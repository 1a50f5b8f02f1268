use std::any::{Any, TypeId};

use async_trait::async_trait;

use crate::{
    cancellation::Cancellation,
    endpoint::Endpoint,
    error::Result,
    properties::ConnectionProperties,
    stream::SharedStream,
};

/// 已建立的双工连接。
///
/// # 教案级注释
///
/// ## 意图（Why）
/// - 协议层只通过 [`stream`](Self::stream) 读写字节，不感知底层是内存管道、OS 套接字还是 TLS；
/// - 传输特有的扩展对象通过 [`property`](Self::property) 按类型探测，查不到即“不支持”。
///
/// ## 契约（What）
/// - 每个连接恰好拥有一个增强字节流；
/// - `dispose` 幂等且恰好执行一次拆除，之后 `stream` 返回
///   [`ErrorKind::Disposed`](crate::ErrorKind::Disposed)；
/// - 拆除释放流、装饰器附加的资源，并向被包装的基础连接传播，任一步失败都不影响后续步骤。
#[async_trait]
pub trait Connection: Send + Sync {
    fn local_endpoint(&self) -> Option<&Endpoint>;

    fn remote_endpoint(&self) -> Option<&Endpoint>;

    fn stream(&self) -> Result<&SharedStream>;

    /// 以类型键查找扩展能力。
    fn property(&self, key: TypeId) -> Option<&(dyn Any + Send + Sync)>;

    async fn dispose(&self) -> Result<()>;
}

impl dyn Connection {
    /// [`Connection::property`] 的类型化便捷入口。
    pub fn try_get_property<T>(&self) -> Option<&T>
    where
        T: Any + Send + Sync,
    {
        self.property(TypeId::of::<T>())?.downcast_ref::<T>()
    }
}

pub type BoxConnection = Box<dyn Connection>;

/// 创建出站连接与监听器的工厂。
#[async_trait]
pub trait ConnectionFactory: Send + Sync {
    /// 建立到 `endpoint` 的连接。
    ///
    /// 失败分类：地址缺失或格式不被支持为 `Address`，底层失败为 `Connectivity`，
    /// 取消为 `Cancelled`。
    async fn connect(
        &self,
        endpoint: &Endpoint,
        options: Option<&ConnectionProperties>,
        cancel: &Cancellation,
    ) -> Result<BoxConnection>;

    /// 在 `endpoint` 上监听；`None` 表示绑定通配地址。
    ///
    /// 地址已被占用时返回 `AddressInUse`。
    async fn listen(
        &self,
        endpoint: Option<&Endpoint>,
        options: Option<&ConnectionProperties>,
        cancel: &Cancellation,
    ) -> Result<BoxListener>;

    async fn dispose(&self) -> Result<()> {
        Ok(())
    }
}

pub type BoxFactory = Box<dyn ConnectionFactory>;

/// 已绑定的监听器。
///
/// ## 契约（What）
/// - `accept` 可重复调用，每次返回下一个入站连接；
/// - 仅当监听器本身被关闭时返回 `Ok(None)`；单次调用被取消时返回
///   [`ErrorKind::Cancelled`](crate::ErrorKind::Cancelled)，监听器保持可用；
/// - `dispose` 恰好释放一次地址注册，并唤醒所有等待中的 `accept`。
#[async_trait]
pub trait ConnectionListener: Send + Sync {
    fn local_endpoint(&self) -> &Endpoint;

    async fn accept(
        &self,
        options: Option<&ConnectionProperties>,
        cancel: &Cancellation,
    ) -> Result<Option<BoxConnection>>;

    async fn dispose(&self) -> Result<()>;
}

pub type BoxListener = Box<dyn ConnectionListener>;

PROBLEM REQUIREMENTS: Retyping the data above exactly and in full is the task.

RESPONSE TO THE TASK:
repository 1a50f5b8f02f1268
use std::any::{Any, TypeId};

use async_trait::async_trait;

use crate::{
    cancellation::Cancellation,
    endpoint::Endpoint,
    error::Result,
    properties::ConnectionProperties,
    stream::SharedStream,
};

/// 已建立的双工连接。
///
/// # 教案级注释
///
/// ## 意图（Why）
/// - 协议层只通过 [`stream`](Self::stream) 读写字节，不感知底层是内存管道、OS 套接字还是 TLS；
/// - 传输特有的扩展对象通过 [`property`](Self::property) 按类型探测，查不到即“不支持”。
///
/// ## 契约（What）
/// - 每个连接恰好拥有一个增强字节流；
/// - `dispose` 幂等且恰好执行一次拆除，之后 `stream` 返回
///   [`ErrorKind::Disposed`](crate::ErrorKind::Disposed)；
/// - 拆除释放流、装饰器附加的资源，并向被包装的基础连接传播，任一步失败都不影响后续步骤。
#[async_trait]
pub trait Connection: Send + Sync {
    fn local_endpoint(&self) -> Option<&Endpoint>;

    fn remote_endpoint(&self) -> Option<&Endpoint>;

    fn stream(&self) -> Result<&SharedStream>;

    /// 以类型键查找扩展能力。
    fn property(&self, key: TypeId) -> Option<&(dyn Any + Send + Sync)>;

    async fn dispose(&self) -> Result<()>;
}

impl dyn Connection {
    /// [`Connection::property`] 的类型化便捷入口。
    pub fn try_get_property<T>(&self) -> Option<&T>
    where
        T: Any + Send + Sync,
    {
        self.property(TypeId::of::<T>())?.downcast_ref::<T>()
    }
}

pub type BoxConnection = Box<dyn Connection>;

/// 创建出站连接与监听器的工厂。
#[async_trait]
pub trait ConnectionFactory: Send + Sync {
    /// 建立到 `endpoint` 的连接。
    ///
    /// 失败分类：地址缺失或格式不被支持为 `Address`，底层失败为 `Connectivity`，
    /// 取消为 `Cancelled`。
    async fn connect(
        &self,
        endpoint: &Endpoint,
        options: Option<&ConnectionProperties>,
        cancel: &Cancellation,
    ) -> Result<BoxConnection>;

    /// 在 `endpoint` 上监听；`None` 表示绑定通配地址。
    ///
    /// 地址已被占用时返回 `AddressInUse`。
    async fn listen(
        &self,
        endpoint: Option<&Endpoint>,
        options: Option<&ConnectionProperties>,
        cancel: &Cancellation,
    ) -> Result<BoxListener>;

    async fn dispose(&self) -> Result<()> {
        Ok(())
    }
}

pub type BoxFactory = Box<dyn ConnectionFactory>;

/// 已绑定的监听器。
///
/// ## 契约（What）
/// - `accept` 可重复调用，每次返回下一个入站连接；
/// - 仅当监听器本身被关闭时返回 `Ok(None)`；单次调用被取消时返回
///   [`ErrorKind::Cancelled`](crate::ErrorKind::Cancelled)，监听器保持可用；
/// - `dispose` 恰好释放一次地址注册，并唤醒所有等待中的 `accept`。
#[async_trait]
pub trait ConnectionListener: Send + Sync {
    fn local_endpoint(&self) -> &Endpoint;

    async fn accept(
        &self,
        options: Option<&ConnectionProperties>,
        cancel: &Cancellation,
    ) -> Result<Option<BoxConnection>>;

    async fn dispose(&self) -> Result<()>;
}

pub type BoxListener = Box<dyn ConnectionListener>;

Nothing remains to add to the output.